Loss to follow-up (LTFU) in tuberculosis (TB) management increases morbidity and mortality, challenging effective control strategies. This study aims to develop and evaluate machine learning models to predict loss to follow-up in TB patients, improving treatment adherence and outcomes. Retrospective data encompassing tuberculosis patients who underwent treatment or registration at the National Center for Clinical Medical Research on Infectious Diseases from January 2017 to December 2021 were compiled. Employing machine learning techniques, namely SVM, RF, XGBoost, and logistic regression, the study aimed to prognosticate LTFU. A comprehensive cohort of 24,265 tuberculosis patients underwent scrutiny, revealing a LTFU prevalence of 12.51% (n = 3036). Education level, history of hospitalization, alcohol consumption, outpatient admission, and prior tuberculosis history emerged as precursors for pre-treatment LTFU. Employment status, outpatient admission, presence of chronic hepatitis/cirrhosis, drug adverse reactions, alternative contact availability, and health insurance coverage exerted substantial influence on treatment-phase LTFU. XGBoost consistently surpassed alternative models, boasting superior discriminative ability with an average AUC of 0.921 for pre-treatment LTFU and 0.825 for in-treatment LTFU. Our study demonstrates that the XGBoost model provides superior predictive performance in identifying LTFU risk among tuberculosis patients. The identification of key risk factors highlights the importance of targeted interventions, which could lead to significant improvements in treatment adherence and patient outcomes.

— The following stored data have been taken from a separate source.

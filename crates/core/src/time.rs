use chrono::{DateTime, Duration, Utc};

/// Source of "now" for draft ids, debouncing and expiring UI flags.
///
/// A fixed clock keeps reducers and tests deterministic.
#[derive(Debug, Clone, Copy, Default, PartialEq, Eq)]
pub enum Clock {
    #[default]
    System,
    Fixed(DateTime<Utc>),
}

impl Clock {
    #[must_use]
    pub fn system() -> Self {
        Self::System
    }

    #[must_use]
    pub fn fixed(at: DateTime<Utc>) -> Self {
        Self::Fixed(at)
    }

    #[must_use]
    pub fn now(&self) -> DateTime<Utc> {
        match self {
            Clock::System => Utc::now(),
            Clock::Fixed(t) => *t,
        }
    }

    /// Advance a fixed clock. No effect on the system clock.
    pub fn advance(&mut self, delta: Duration) {
        if let Clock::Fixed(t) = self {
            *t += delta;
        }
    }

    #[must_use]
    pub fn is_fixed(&self) -> bool {
        matches!(self, Clock::Fixed(_))
    }
}

/// Deterministic timestamp for tests (2023-11-14T22:13:20Z).
pub const FIXED_TEST_TIMESTAMP: i64 = 1_700_000_000;

/// Returns a deterministic `DateTime<Utc>` for tests.
///
/// # Panics
///
/// Panics if the fixed timestamp cannot be represented.
#[must_use]
pub fn fixed_now() -> DateTime<Utc> {
    DateTime::<Utc>::from_timestamp(FIXED_TEST_TIMESTAMP, 0)
        .expect("fixed timestamp should be valid")
}

#[must_use]
pub fn fixed_clock() -> Clock {
    Clock::fixed(fixed_now())
}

失访(LTFU)在结核病(TB)管理中增加了发病率和死亡率,挑战了有效的控制策略。本研究旨在开发和评估机器学习模型,以预测结核病患者的失访情况,从而提高治疗依从性和治疗效果。
本研究回顾性地分析了 2017 年 1 月至 2021 年 12 月在国家临床传染病医学研究中心接受治疗或登记的结核病患者的数据。使用机器学习技术,包括 SVM、RF、XGBoost 和逻辑回归,研究旨在预测 LTFU。共纳入了 24265 例结核病患者,其中 LTFU 的患病率为 12.51%(n=3036)。
教育水平、住院史、饮酒、门诊入院和既往结核病史是治疗前 LTFU 的预测因素。就业状况、门诊入院、慢性肝炎/肝硬化、药物不良反应、替代联系人的可用性和医疗保险覆盖范围对治疗期 LTFU 有显著影响。XGBoost 始终优于其他模型,具有较高的判别能力,治疗前 LTFU 的平均 AUC 为 0.921,治疗中 LTFU 的平均 AUC 为 0.825。
我们的研究表明,XGBoost 模型在识别结核病患者的 LTFU 风险方面具有较好的预测性能。识别关键风险因素突出了针对性干预的重要性,这可能会显著提高治疗依从性和患者结局。